We identified a significant association between the mFI and the adjusted odds of unplanned reintubation, pneumonia, and prolonged ventilation, separately. The odds of patients having unplanned reintubation, pneumonia, or prolonged ventilation were greater for all patients with an mFI score ≥ 1 compared with those with an mFI score of 0. Furthermore, the odds of each outcome increased with increasing mFI score; the only exception being a of the loss of trend when pneumonia was tested with mFI of 3 and mFI of 4. These findings correspond with previous research illustrating that among patients who underwent unplanned reintubation, older and more frail patients (as assessed by the mFI) had an increased risk of mortality.[24]

We also identified a significant association between increasing mFI and the adjusted odds of cardiac arrest and myocardial infarction. The odds of myocardial infarction had the strongest association with frailty; a patient with an mFI score of 1 had 9.862 (95% CI: 7.051–13.792) the odds of myocardial infarction compared with a patient with an mFI score of 0. Similarly, patients with mFI scores ≥ 4 had 41.794 (95% CI: 29.554–59.104) times the odds of myocardial infarction compared with a patient with an mFI score of 0. This finding is of interest considering our identification of hypertension requiring medication as the most frequently present variable in patients of the frailest cohort (mFI score ≥3) that experienced cardiac complications, respiratory complications, or mortality. This finding is in agreement with a previous study by Dasgupta et al describing the association between frailty and postoperative complications in older adults with medical problems.[23] Dasgupta et al used the Edmonton Frail Scale to measure frailty in elderly patients undergoing elective, noncardiac surgery; however, they reported no specific association between patients on oral beta blockers before surgery and postoperative complications.[18] [23] It is possible that the mFI is better able to assess the impact of frailty on postoperative complications in the EGS setting, revealing additional predictive factors for postoperative outcomes. This correlates with previous research that has identified the mFI as the most appropriate frailty index for calculating the risk of postoperative adverse outcomes and mortality in the EGS setting.[15] It is also possible that EGS, rather than elective noncardiac surgery in the study by Dasgupta et al, serves as a considerably more significant stressor in frail patients, involving more factors that are significantly associated with postoperative complications.[18]

We also found that functional status prior to surgery was frequently correlated with cardiac and respiratory complications, and mortality. This is in line with previous studies that have identified preoperative functional health status as an important predictor of outcomes after colorectal surgery,[24] ventral hernia repair,[25] hepatic resections,[26] and infrainguinal bypass surgery.[27] It is also congruent with Scarborough et al's research that studied 30-day postoperative outcomes and found that functionally dependent patients experienced a 75% greater odds of mortality and 51% greater odds of major morbidity than functionally independent patients.[28]

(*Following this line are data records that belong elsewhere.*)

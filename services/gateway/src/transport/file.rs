use bytes::Bytes;

pub const DEFAULT_FILE_NAME: &str = "image";
pub const DEFAULT_CONTENT_TYPE: &str = "application/octet-stream";

const MAX_FILE_NAME_LEN: usize = 128;

/// Canonical binary input: bytes plus the name and type they arrived with.
#[derive(Debug, Clone, PartialEq, Eq)]
pub struct FilePayload {
    pub bytes: Bytes,
    pub file_name: String,
    pub content_type: String,
}

impl FilePayload {
    pub fn new(bytes: impl Into<Bytes>, file_name: Option<&str>, content_type: Option<&str>) -> Self {
        Self {
            bytes: bytes.into(),
            file_name: sanitize_file_name(file_name.unwrap_or(DEFAULT_FILE_NAME)),
            content_type: content_type
                .map(str::trim)
                .filter(|value| !value.is_empty())
                .unwrap_or(DEFAULT_CONTENT_TYPE)
                .to_string(),
        }
    }

    pub fn len(&self) -> usize {
        self.bytes.len()
    }

    pub fn is_empty(&self) -> bool {
        self.bytes.is_empty()
    }
}

/// Reduces a client supplied name to a single safe path segment.
pub fn sanitize_file_name(raw: &str) -> String {
    let last = raw
        .rsplit(|c: char| c == '/' || c == '\\')
        .find(|segment| !segment.trim().is_empty())
        .unwrap_or("");

    let cleaned: String = last
        .trim()
        .chars()
        .map(|c| {
            if c.is_ascii_alphanumeric() || matches!(c, '.' | '-' | '_') {
                c
            } else {
                '_'
            }
        })
        .take(MAX_FILE_NAME_LEN)
        .collect();

    let cleaned = cleaned.trim_start_matches('.');
    if cleaned.is_empty() {
        DEFAULT_FILE_NAME.to_string()
    } else {
        cleaned.to_string()
    }
}
use std::path::Path;
use std::sync::{Arc, Mutex};

use async_trait::async_trait;
use chrono::Utc;
use request_directory_catalog::Credits;
use rusqlite::{params, Connection, OptionalExtension, Transaction};
use tracing::{debug, info, warn};

use crate::error::LedgerError;
use crate::ledger::{EntryKind, Ledger, LedgerEntry};
use crate::schema::init_database;
use crate::LEDGER_DB_FILENAME;

/// SQLite-backed [`Ledger`].
///
/// The connection is shared behind a mutex and every operation runs on the
/// blocking pool.
#[derive(Clone)]
pub struct SqliteLedger {
    conn: Arc<Mutex<Connection>>,
}

impl SqliteLedger {
    pub fn new(data_dir: impl AsRef<Path>) -> Result<Self, LedgerError> {
        let data_dir = data_dir.as_ref();
        std::fs::create_dir_all(data_dir)?;
        let db_path = data_dir.join(LEDGER_DB_FILENAME);
        let is_new = !db_path.exists();
        let conn = Connection::open(&db_path)?;
        conn.pragma_update(None, "foreign_keys", "ON")?;
        conn.pragma_update(None, "journal_mode", "WAL")?;

        if is_new {
            init_database(&conn)?;
            info!(path = %db_path.display(), "initialized ledger database");
        }

        Ok(Self {
            conn: Arc::new(Mutex::new(conn)),
        })
    }

    pub fn open_in_memory() -> Result<Self, LedgerError> {
        let conn = Connection::open_in_memory()?;
        conn.pragma_update(None, "foreign_keys", "ON")?;
        init_database(&conn)?;
        Ok(Self {
            conn: Arc::new(Mutex::new(conn)),
        })
    }

    async fn run<T, F>(&self, op: F) -> Result<T, LedgerError>
    where
        T: Send + 'static,
        F: FnOnce(&mut Connection) -> Result<T, LedgerError> + Send + 'static,
    {
        let conn = Arc::clone(&self.conn);
        tokio::task::spawn_blocking(move || {
            let mut conn = conn.lock().map_err(|_| LedgerError::Poisoned)?;
            op(&mut *conn)
        })
        .await?
    }

    /// Applies `funds = funds - delta` and journals it.
    async fn adjust(
        &self,
        user_id: &str,
        kind: EntryKind,
        delta: i64,
    ) -> Result<Credits, LedgerError> {
        let user_id = user_id.to_string();
        self.run(move |conn| {
            let tx = conn.transaction()?;
            let balance = tx
                .query_row(
                    r#"
                    UPDATE users
                    SET funds = funds - ?1, updated_at = ?2
                    WHERE id = ?3
                    RETURNING funds
                    "#,
                    params![delta, Utc::now().to_rfc3339(), user_id],
                    |row| row.get::<_, i64>(0),
                )
                .optional()?
                .ok_or_else(|| LedgerError::AccountNotFound(user_id.clone()))?;
            journal(&tx, &user_id, kind, -delta, balance)?;
            tx.commit()?;
            Ok(Credits::from_units(balance))
        })
        .await
    }
}

fn units(amount: Credits) -> Result<i64, LedgerError> {
    if amount.is_negative() {
        return Err(LedgerError::InvalidAmount(format!(
            "amount cannot be negative: {amount}"
        )));
    }
    amount
        .to_units()
        .ok_or_else(|| LedgerError::InvalidAmount(format!("amount out of range: {amount}")))
}

fn journal(
    tx: &Transaction<'_>,
    user_id: &str,
    kind: EntryKind,
    amount: i64,
    balance_after: i64,
) -> Result<(), LedgerError> {
    tx.execute(
        r#"
        INSERT INTO ledger_entries (user_id, kind, amount, balance_after, created_at)
        VALUES (?1, ?2, ?3, ?4, ?5)
        "#,
        params![
            user_id,
            kind.as_str(),
            amount,
            balance_after,
            Utc::now().to_rfc3339()
        ],
    )?;
    Ok(())
}

fn current_funds(conn: &Connection, user_id: &str) -> Result<Option<i64>, LedgerError> {
    Ok(conn
        .query_row(
            "SELECT funds FROM users WHERE id = ?1",
            params![user_id],
            |row| row.get::<_, i64>(0),
        )
        .optional()?)
}

#[async_trait]
impl Ledger for SqliteLedger {
    async fn balance(&self, user_id: &str) -> Result<Credits, LedgerError> {
        let user_id = user_id.to_string();
        self.run(move |conn| {
            current_funds(conn, &user_id)?
                .map(Credits::from_units)
                .ok_or(LedgerError::AccountNotFound(user_id))
        })
        .await
    }

    async fn reserve(&self, user_id: &str, amount: Credits) -> Result<Credits, LedgerError> {
        let required = units(amount)?;
        let user = user_id.to_string();
        let result = self
            .run(move |conn| {
                let tx = conn.transaction()?;
                let reserved = tx
                    .query_row(
                        r#"
                        UPDATE users
                        SET funds = funds - ?1, updated_at = ?2
                        WHERE id = ?3 AND funds >= ?1
                        RETURNING funds
                        "#,
                        params![required, Utc::now().to_rfc3339(), user],
                        |row| row.get::<_, i64>(0),
                    )
                    .optional()?;

                let Some(balance) = reserved else {
                    return match current_funds(&tx, &user)? {
                        Some(balance) => Err(LedgerError::InsufficientFunds {
                            balance: Credits::from_units(balance),
                            required: Credits::from_units(required),
                        }),
                        None => Err(LedgerError::AccountNotFound(user)),
                    };
                };

                journal(&tx, &user, EntryKind::Reserve, -required, balance)?;
                tx.commit()?;
                Ok(Credits::from_units(balance))
            })
            .await;

        match &result {
            Ok(balance) => debug!(user_id, %amount, %balance, "reserved funds"),
            Err(LedgerError::InsufficientFunds { balance, .. }) => {
                debug!(user_id, %amount, %balance, "reservation refused")
            }
            Err(err) => warn!(user_id, error = %err, "reservation failed"),
        }
        result
    }

    async fn reconcile(
        &self,
        user_id: &str,
        actual: Credits,
        reserved: Credits,
    ) -> Result<Credits, LedgerError> {
        let delta = units(actual)? - units(reserved)?;
        let balance = self.adjust(user_id, EntryKind::Reconcile, delta).await?;
        debug!(user_id, %actual, %reserved, %balance, "reconciled reservation");
        if balance.is_negative() {
            warn!(user_id, %balance, "reconciliation left balance negative");
        }
        Ok(balance)
    }

    async fn refund(&self, user_id: &str, amount: Credits) -> Result<Credits, LedgerError> {
        let balance = self.adjust(user_id, EntryKind::Refund, -units(amount)?).await?;
        debug!(user_id, %amount, %balance, "refunded reservation");
        Ok(balance)
    }

    async fn credit(&self, user_id: &str, amount: Credits) -> Result<Credits, LedgerError> {
        if amount.is_zero() {
            return Err(LedgerError::InvalidAmount("credit must be positive".into()));
        }
        let balance = self.adjust(user_id, EntryKind::Credit, -units(amount)?).await?;
        info!(user_id, %amount, %balance, "credited account");
        Ok(balance)
    }

    async fn open_account(&self, user_id: &str, initial: Credits) -> Result<Credits, LedgerError> {
        let initial = units(initial)?;
        let user = user_id.to_string();
        self.run(move |conn| {
            let tx = conn.transaction()?;
            let now = Utc::now().to_rfc3339();
            let inserted = tx.execute(
                r#"
                INSERT INTO users (id, funds, created_at, updated_at)
                VALUES (?1, ?2, ?3, ?3)
                ON CONFLICT(id) DO NOTHING
                "#,
                params![user, initial, now],
            )?;

            if inserted == 0 {
                let existing = current_funds(&tx, &user)?.unwrap_or_default();
                return Ok(Credits::from_units(existing));
            }

            journal(&tx, &user, EntryKind::Open, initial, initial)?;
            tx.commit()?;
            info!(user_id = %user, "opened account");
            Ok(Credits::from_units(initial))
        })
        .await
    }

    async fn entries(&self, user_id: &str, limit: usize) -> Result<Vec<LedgerEntry>, LedgerError> {
        let user_id = user_id.to_string();
        let limit = i64::try_from(limit).unwrap_or(i64::MAX);
        self.run(move |conn| {
            let mut stmt = conn.prepare(
                r#"
                SELECT user_id, kind, amount, balance_after, created_at
                FROM ledger_entries
                WHERE user_id = ?1
                ORDER BY id DESC
                LIMIT ?2
                "#,
            )?;

            let rows = stmt.query_map(params![user_id, limit], |row| {
                Ok((
                    row.get::<_, String>(0)?,
                    row.get::<_, String>(1)?,
                    row.get::<_, i64>(2)?,
                    row.get::<_, i64>(3)?,
                    row.get::<_, String>(4)?,
                ))
            })?;

            let mut entries = Vec::new();
            for row in rows {
                let (user_id, kind, amount, balance_after, created_at) = row?;
                entries.push(LedgerEntry {
                    user_id,
                    kind: kind.parse()?,
                    amount: Credits::from_units(amount),
                    balance_after: Credits::from_units(balance_after),
                    created_at,
                });
            }
            Ok(entries)
        })
        .await
    }
}
use std::io::ErrorKind;
use std::path::{Path, PathBuf};
use std::time::Duration;

use async_trait::async_trait;
use bytes::Bytes;
use chrono::Utc;
use tokio::fs;
use tracing::{debug, info};
use url::Url;
use uuid::Uuid;

use super::{AssetError, AssetKey, AssetStore, StoredAsset, UrlSigner, ASSETS_DIR};
use crate::transport::DEFAULT_CONTENT_TYPE;

/// Filesystem asset store rooted at `<data_dir>/assets`. Links point back at
/// the gateway's own `/assets` route.
pub struct LocalAssetStore {
    root: PathBuf,
    base_url: Url,
    signer: UrlSigner,
}

impl LocalAssetStore {
    pub fn new(
        data_dir: impl AsRef<Path>,
        base_url: &str,
        signer: UrlSigner,
    ) -> Result<Self, AssetError> {
        let root = data_dir.as_ref().join(ASSETS_DIR);
        std::fs::create_dir_all(&root).map_err(|err| AssetError::Storage(err.to_string()))?;
        let base_url =
            Url::parse(base_url).map_err(|err| AssetError::Sign(format!("invalid base URL: {err}")))?;
        if base_url.cannot_be_a_base() {
            return Err(AssetError::Sign(format!("{base_url} cannot be a base URL")));
        }

        info!(root = %root.display(), base_url = %base_url, "asset store ready");
        Ok(Self {
            root,
            base_url,
            signer,
        })
    }

    pub fn root(&self) -> &Path {
        &self.root
    }

    fn path_for(&self, key: &AssetKey) -> PathBuf {
        self.root
            .join(key.user_id())
            .join(key.request_id())
            .join(key.file_name())
    }

    fn content_type_path(&self, key: &AssetKey) -> PathBuf {
        self.root
            .join(key.user_id())
            .join(key.request_id())
            .join(format!(".{}.content-type", key.file_name()))
    }
}

async fn write_atomically(path: &Path, contents: &[u8]) -> std::io::Result<()> {
    let tmp = path.with_file_name(format!(
        ".{}.{}.tmp",
        path.file_name()
            .map(|name| name.to_string_lossy().into_owned())
            .unwrap_or_default(),
        Uuid::new_v4()
    ));
    fs::write(&tmp, contents).await?;
    if let Err(err) = fs::rename(&tmp, path).await {
        let _ = fs::remove_file(&tmp).await;
        return Err(err);
    }
    Ok(())
}

#[async_trait]
impl AssetStore for LocalAssetStore {
    async fn put(&self, key: &AssetKey, content_type: &str, bytes: Bytes) -> Result<(), AssetError> {
        let path = self.path_for(key);
        let storage = |err: std::io::Error| AssetError::Storage(format!("{key}: {err}"));

        if let Some(parent) = path.parent() {
            fs::create_dir_all(parent).await.map_err(storage)?;
        }
        write_atomically(&path, &bytes).await.map_err(storage)?;
        write_atomically(&self.content_type_path(key), content_type.as_bytes())
            .await
            .map_err(storage)?;

        debug!(asset = %key, size = bytes.len(), content_type, "stored asset");
        Ok(())
    }

    async fn open(&self, key: &AssetKey) -> Result<StoredAsset, AssetError> {
        let bytes = match fs::read(self.path_for(key)).await {
            Ok(bytes) => bytes,
            Err(err) if err.kind() == ErrorKind::NotFound => {
                return Err(AssetError::NotFound(key.to_string()))
            }
            Err(err) => return Err(AssetError::Storage(format!("{key}: {err}"))),
        };

        let content_type = fs::read_to_string(self.content_type_path(key))
            .await
            .ok()
            .map(|value| value.trim().to_string())
            .filter(|value| !value.is_empty())
            .unwrap_or_else(|| DEFAULT_CONTENT_TYPE.to_string());

        Ok(StoredAsset {
            bytes: Bytes::from(bytes),
            content_type,
        })
    }

    fn signed_url(&self, key: &AssetKey, ttl: Duration) -> Result<String, AssetError> {
        let ttl = i64::try_from(ttl.as_secs())
            .map_err(|_| AssetError::Sign("ttl out of range".into()))?;
        let expires = Utc::now().timestamp() + ttl;
        let signature = self.signer.sign(&key.canonical_path(), expires)?;

        let mut url = self.base_url.clone();
        url.path_segments_mut()
            .map_err(|_| AssetError::Sign("base URL cannot carry a path".into()))?
            .pop_if_empty()
            .extend([ASSETS_DIR, key.user_id(), key.request_id(), key.file_name()]);
        url.query_pairs_mut()
            .append_pair("expires", &expires.to_string())
            .append_pair("signature", &signature);

        Ok(url.to_string())
    }

    fn verify_signature(&self, key: &AssetKey, expires: i64, signature: &str) -> Result<(), AssetError> {
        self.signer
            .verify(&key.canonical_path(), expires, signature, Utc::now().timestamp())
    }
}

Risk assessment in the elderly population undergoing emergency surgical procedures has been identified as a critical component of health care.[29] Recent literature has emphasized the need for an accurate assessment of the suitability of each patient for high-intensity surgical treatment, especially given the increase in presentation of frail patients in this setting.[30] A recent systematic review concluded that frailty predicts postoperative mortality, complications and prolonged length of stay, and identified frailty assessment as a valuable tool in perioperative assessment.[31] Correctly identifying frailty can guide decision making and aid in the informed consent process involving patients and families.[32] We have shown, along with previous studies,[21] that the mFI is a valid predictor of morbidity and mortality in frail patients undergoing EGS. The mFI is, therefore, a useful tool for clinical decision making in the EGS setting and may also be helpful for efficient allocation of hospital resources and opportunities for early intervention in high-risk frail patients.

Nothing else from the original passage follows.